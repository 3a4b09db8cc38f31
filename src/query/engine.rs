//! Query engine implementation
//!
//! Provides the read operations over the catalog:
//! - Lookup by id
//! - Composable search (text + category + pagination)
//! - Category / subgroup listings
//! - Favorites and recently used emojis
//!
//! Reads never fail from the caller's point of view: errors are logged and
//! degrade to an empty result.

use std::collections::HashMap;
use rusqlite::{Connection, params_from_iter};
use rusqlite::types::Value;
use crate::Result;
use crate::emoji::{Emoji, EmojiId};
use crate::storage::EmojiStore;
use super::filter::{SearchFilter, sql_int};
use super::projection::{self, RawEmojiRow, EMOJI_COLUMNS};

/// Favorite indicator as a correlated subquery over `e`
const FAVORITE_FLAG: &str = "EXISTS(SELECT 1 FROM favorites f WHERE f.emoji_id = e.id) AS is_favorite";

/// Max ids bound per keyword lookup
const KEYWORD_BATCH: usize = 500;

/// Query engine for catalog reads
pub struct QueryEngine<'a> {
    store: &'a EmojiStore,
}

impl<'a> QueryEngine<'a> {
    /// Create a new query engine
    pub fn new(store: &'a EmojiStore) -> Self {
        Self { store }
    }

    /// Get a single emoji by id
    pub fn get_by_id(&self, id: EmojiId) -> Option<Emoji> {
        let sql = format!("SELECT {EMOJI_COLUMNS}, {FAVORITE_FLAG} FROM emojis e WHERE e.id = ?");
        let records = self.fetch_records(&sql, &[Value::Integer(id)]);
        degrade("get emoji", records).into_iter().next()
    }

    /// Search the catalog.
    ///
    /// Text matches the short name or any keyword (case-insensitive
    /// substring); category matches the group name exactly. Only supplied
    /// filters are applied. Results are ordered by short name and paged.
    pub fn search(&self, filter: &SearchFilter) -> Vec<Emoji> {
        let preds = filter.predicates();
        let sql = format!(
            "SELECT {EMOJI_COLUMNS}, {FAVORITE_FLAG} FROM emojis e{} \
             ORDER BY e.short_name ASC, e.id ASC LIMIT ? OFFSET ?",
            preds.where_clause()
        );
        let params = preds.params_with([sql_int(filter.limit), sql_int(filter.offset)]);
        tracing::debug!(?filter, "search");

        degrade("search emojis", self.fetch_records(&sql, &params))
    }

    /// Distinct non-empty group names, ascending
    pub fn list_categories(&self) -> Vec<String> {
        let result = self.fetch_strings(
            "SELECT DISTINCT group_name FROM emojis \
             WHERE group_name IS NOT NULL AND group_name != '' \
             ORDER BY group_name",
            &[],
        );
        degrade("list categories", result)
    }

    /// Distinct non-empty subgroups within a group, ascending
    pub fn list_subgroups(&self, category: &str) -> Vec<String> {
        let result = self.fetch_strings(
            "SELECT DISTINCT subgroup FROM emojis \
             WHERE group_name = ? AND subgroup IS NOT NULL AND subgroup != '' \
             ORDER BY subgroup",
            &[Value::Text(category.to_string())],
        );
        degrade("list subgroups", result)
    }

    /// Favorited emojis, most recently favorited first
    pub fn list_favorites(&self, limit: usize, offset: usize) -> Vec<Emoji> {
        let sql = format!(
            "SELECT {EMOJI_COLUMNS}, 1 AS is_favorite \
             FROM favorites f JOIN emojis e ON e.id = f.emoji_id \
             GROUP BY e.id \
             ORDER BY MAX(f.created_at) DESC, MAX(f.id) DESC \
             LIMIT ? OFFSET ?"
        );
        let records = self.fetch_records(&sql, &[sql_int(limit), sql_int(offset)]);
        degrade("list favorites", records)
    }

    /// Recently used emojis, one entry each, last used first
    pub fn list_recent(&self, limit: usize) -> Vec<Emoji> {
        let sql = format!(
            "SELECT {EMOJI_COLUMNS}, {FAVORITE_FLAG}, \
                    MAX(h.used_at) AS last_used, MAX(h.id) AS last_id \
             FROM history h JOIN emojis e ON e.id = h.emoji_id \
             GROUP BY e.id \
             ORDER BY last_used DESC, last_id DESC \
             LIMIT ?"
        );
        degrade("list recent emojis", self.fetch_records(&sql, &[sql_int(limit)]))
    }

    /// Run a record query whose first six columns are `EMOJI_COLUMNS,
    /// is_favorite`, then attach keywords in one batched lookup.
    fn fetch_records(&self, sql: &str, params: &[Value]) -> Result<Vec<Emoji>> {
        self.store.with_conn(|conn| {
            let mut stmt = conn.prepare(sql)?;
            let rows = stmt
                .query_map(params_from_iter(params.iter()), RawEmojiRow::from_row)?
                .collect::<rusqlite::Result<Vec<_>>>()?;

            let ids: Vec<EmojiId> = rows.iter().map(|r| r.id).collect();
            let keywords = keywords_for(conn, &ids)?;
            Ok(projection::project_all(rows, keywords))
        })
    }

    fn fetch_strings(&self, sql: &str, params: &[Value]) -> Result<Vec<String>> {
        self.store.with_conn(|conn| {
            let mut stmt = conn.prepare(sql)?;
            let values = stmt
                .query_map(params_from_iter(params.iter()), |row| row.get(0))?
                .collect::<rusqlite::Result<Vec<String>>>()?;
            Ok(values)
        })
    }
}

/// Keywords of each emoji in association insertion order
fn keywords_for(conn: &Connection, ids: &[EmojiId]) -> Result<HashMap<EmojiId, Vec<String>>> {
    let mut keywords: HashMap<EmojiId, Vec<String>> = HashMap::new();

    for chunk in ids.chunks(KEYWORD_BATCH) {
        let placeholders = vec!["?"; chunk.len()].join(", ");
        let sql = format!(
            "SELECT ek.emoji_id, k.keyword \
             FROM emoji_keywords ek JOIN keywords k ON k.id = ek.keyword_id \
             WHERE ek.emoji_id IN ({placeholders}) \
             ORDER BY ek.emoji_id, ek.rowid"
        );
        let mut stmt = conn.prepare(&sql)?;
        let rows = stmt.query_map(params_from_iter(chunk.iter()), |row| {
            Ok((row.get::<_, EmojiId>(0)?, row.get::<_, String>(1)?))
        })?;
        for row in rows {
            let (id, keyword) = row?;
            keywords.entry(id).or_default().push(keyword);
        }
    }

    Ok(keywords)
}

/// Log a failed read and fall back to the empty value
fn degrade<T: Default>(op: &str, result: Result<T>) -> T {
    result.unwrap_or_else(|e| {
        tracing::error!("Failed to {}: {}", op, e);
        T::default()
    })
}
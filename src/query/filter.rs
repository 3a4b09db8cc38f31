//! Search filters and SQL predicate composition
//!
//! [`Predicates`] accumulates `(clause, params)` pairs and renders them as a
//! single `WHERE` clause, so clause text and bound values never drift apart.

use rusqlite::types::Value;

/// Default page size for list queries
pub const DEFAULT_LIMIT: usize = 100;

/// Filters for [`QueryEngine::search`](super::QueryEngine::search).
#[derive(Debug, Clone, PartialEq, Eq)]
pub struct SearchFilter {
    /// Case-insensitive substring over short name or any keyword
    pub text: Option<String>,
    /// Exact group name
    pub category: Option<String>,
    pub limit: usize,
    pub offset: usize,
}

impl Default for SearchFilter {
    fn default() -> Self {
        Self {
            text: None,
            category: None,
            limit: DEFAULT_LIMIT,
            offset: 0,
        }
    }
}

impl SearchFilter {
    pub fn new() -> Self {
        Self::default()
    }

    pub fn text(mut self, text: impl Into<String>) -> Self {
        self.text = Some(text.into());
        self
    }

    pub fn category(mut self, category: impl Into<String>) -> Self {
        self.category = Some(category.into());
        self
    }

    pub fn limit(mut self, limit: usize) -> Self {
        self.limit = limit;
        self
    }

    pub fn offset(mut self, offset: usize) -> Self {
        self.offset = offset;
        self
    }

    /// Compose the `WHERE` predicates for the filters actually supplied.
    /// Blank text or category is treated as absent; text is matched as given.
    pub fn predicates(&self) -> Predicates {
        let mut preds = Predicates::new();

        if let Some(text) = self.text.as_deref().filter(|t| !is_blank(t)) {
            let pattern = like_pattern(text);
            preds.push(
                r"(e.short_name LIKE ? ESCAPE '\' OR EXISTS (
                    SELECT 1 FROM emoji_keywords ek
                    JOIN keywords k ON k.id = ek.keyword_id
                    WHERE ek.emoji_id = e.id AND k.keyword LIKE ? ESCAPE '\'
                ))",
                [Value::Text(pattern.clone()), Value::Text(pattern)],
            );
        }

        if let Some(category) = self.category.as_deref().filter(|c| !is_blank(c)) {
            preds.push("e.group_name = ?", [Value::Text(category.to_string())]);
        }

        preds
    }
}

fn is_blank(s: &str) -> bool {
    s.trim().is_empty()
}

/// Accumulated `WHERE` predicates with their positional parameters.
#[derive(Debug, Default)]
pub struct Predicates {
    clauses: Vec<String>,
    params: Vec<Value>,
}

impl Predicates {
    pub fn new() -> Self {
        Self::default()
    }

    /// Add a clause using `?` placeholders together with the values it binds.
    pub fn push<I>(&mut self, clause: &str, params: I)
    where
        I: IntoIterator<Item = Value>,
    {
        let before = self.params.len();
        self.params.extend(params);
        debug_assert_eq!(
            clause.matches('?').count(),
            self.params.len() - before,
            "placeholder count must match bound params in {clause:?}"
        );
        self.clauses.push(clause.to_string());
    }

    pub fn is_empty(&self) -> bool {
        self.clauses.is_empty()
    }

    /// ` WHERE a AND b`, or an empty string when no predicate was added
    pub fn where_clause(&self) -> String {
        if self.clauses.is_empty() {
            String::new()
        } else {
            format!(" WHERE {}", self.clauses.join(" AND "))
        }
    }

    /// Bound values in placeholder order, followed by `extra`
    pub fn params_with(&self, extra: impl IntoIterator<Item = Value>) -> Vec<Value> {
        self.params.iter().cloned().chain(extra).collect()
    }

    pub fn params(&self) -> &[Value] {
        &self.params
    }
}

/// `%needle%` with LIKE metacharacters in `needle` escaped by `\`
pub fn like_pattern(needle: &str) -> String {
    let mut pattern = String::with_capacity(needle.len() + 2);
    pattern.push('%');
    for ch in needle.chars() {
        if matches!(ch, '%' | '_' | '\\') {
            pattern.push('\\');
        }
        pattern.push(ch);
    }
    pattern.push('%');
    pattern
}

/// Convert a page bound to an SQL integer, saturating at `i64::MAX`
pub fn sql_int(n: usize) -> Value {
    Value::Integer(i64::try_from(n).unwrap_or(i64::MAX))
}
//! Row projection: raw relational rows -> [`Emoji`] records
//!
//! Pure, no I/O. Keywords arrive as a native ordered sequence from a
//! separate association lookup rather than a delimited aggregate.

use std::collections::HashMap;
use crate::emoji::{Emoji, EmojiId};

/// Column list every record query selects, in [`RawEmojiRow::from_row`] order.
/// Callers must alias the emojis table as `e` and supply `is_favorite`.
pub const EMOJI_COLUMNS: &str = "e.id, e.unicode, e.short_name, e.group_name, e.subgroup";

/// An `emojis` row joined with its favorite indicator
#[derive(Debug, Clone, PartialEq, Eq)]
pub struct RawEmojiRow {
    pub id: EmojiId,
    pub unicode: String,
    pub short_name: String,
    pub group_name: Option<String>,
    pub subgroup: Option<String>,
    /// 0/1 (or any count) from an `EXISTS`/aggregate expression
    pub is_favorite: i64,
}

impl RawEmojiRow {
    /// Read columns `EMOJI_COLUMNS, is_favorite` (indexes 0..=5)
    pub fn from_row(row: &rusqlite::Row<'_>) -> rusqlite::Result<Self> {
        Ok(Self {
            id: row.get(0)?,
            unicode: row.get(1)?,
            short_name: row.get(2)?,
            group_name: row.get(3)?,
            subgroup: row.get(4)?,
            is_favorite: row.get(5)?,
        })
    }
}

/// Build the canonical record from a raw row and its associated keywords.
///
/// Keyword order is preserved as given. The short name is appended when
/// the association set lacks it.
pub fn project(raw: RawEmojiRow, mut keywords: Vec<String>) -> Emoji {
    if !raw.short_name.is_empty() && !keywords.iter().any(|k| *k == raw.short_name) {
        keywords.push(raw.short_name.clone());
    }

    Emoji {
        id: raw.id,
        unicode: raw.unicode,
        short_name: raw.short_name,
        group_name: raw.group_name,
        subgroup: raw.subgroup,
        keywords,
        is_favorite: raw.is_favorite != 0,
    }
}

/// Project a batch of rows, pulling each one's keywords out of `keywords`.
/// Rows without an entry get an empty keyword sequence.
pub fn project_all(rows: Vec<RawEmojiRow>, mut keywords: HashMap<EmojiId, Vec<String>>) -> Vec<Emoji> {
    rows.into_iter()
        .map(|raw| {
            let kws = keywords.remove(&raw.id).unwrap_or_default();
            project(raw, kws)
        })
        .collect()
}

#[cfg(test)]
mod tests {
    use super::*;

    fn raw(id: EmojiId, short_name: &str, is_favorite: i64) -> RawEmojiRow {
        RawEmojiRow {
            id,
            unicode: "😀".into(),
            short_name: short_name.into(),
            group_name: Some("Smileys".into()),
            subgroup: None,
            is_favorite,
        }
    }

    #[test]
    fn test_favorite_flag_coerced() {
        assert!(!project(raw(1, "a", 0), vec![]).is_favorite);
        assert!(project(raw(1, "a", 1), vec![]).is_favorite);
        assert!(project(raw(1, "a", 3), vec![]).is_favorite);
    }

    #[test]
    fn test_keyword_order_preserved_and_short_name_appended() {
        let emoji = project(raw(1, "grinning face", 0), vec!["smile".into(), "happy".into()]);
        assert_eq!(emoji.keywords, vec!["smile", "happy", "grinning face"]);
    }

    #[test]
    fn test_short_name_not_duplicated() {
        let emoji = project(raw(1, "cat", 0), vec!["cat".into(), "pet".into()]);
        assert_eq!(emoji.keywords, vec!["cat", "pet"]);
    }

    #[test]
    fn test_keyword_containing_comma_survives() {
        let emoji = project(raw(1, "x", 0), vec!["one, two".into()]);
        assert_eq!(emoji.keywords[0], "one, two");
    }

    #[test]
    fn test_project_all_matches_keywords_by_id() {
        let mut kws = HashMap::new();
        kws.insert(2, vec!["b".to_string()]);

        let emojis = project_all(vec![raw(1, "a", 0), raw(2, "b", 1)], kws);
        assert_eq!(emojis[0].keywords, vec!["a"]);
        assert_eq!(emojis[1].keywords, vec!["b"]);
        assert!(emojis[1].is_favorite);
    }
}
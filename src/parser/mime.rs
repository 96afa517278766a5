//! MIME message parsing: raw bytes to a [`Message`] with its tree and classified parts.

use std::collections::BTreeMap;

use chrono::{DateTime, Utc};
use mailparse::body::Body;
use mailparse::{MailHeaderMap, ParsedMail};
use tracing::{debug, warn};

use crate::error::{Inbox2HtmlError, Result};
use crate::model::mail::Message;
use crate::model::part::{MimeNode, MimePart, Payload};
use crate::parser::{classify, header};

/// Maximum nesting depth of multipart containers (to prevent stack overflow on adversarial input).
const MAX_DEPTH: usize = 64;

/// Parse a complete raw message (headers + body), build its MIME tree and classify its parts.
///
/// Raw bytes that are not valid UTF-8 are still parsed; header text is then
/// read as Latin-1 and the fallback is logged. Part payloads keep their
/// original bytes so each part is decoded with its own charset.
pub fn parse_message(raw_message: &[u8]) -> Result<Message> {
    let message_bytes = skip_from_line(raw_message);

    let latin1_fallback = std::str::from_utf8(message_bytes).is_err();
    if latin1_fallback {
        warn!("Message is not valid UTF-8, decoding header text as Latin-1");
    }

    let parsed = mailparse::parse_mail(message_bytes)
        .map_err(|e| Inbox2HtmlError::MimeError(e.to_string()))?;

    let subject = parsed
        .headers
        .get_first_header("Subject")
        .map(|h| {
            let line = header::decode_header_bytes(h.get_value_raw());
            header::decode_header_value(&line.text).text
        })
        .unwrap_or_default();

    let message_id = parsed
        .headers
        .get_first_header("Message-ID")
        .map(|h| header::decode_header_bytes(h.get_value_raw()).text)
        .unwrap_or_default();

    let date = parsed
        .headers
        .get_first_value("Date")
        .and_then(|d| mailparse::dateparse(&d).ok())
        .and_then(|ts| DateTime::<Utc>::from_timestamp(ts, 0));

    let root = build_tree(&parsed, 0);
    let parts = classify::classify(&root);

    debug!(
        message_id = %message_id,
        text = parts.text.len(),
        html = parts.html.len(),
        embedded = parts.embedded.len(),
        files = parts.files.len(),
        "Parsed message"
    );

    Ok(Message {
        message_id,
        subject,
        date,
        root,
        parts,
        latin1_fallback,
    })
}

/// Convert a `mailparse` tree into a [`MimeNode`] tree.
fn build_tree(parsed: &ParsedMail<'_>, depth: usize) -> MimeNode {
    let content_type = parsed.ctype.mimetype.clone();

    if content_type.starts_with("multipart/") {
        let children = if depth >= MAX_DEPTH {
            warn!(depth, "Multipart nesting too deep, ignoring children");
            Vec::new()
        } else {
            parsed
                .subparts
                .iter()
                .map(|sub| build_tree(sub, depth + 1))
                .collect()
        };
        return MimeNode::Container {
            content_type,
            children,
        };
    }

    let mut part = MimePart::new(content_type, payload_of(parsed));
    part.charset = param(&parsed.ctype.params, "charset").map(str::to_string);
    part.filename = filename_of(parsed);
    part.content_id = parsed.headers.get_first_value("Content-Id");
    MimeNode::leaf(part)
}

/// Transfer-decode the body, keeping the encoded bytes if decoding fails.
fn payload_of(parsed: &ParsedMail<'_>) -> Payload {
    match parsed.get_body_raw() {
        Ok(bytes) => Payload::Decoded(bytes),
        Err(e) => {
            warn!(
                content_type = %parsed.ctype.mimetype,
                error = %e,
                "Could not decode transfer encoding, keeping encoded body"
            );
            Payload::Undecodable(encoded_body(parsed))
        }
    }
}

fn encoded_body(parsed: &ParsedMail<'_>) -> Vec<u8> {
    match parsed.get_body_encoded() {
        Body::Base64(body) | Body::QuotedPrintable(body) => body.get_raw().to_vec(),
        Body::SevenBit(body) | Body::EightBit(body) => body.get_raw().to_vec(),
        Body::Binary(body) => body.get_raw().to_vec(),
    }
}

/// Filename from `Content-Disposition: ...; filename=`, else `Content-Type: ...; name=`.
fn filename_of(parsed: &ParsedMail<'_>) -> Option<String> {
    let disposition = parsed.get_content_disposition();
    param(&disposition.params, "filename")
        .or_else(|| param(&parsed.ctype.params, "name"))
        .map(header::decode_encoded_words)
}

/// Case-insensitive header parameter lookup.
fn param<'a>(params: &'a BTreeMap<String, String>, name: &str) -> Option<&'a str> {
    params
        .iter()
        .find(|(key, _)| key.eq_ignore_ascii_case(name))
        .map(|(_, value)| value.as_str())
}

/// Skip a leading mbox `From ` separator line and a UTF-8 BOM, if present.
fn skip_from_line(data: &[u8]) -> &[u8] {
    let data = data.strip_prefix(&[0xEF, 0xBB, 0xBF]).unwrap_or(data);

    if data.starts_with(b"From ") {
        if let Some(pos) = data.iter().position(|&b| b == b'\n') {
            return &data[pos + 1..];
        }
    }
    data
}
-------
*ACTION ITEM*: From the data above, reproduce word for word the lines running from the line with "const FAVORITE_FLAG: &str" to the line with "exactly. Only supplied", ends included.

*TASK ANSWER*:
const FAVORITE_FLAG: &str = "EXISTS(SELECT 1 FROM favorites f WHERE f.emoji_id = e.id) AS is_favorite";

/// Max ids bound per keyword lookup
const KEYWORD_BATCH: usize = 500;

/// Query engine for catalog reads
pub struct QueryEngine<'a> {
    store: &'a EmojiStore,
}

impl<'a> QueryEngine<'a> {
    /// Create a new query engine
    pub fn new(store: &'a EmojiStore) -> Self {
        Self { store }
    }

    /// Get a single emoji by id
    pub fn get_by_id(&self, id: EmojiId) -> Option<Emoji> {
        let sql = format!("SELECT {EMOJI_COLUMNS}, {FAVORITE_FLAG} FROM emojis e WHERE e.id = ?");
        let records = self.fetch_records(&sql, &[Value::Integer(id)]);
        degrade("get emoji", records).into_iter().next()
    }

    /// Search the catalog.
    ///
    /// Text matches the short name or any keyword (case-insensitive
    /// substring); category matches the group name exactly. Only supplied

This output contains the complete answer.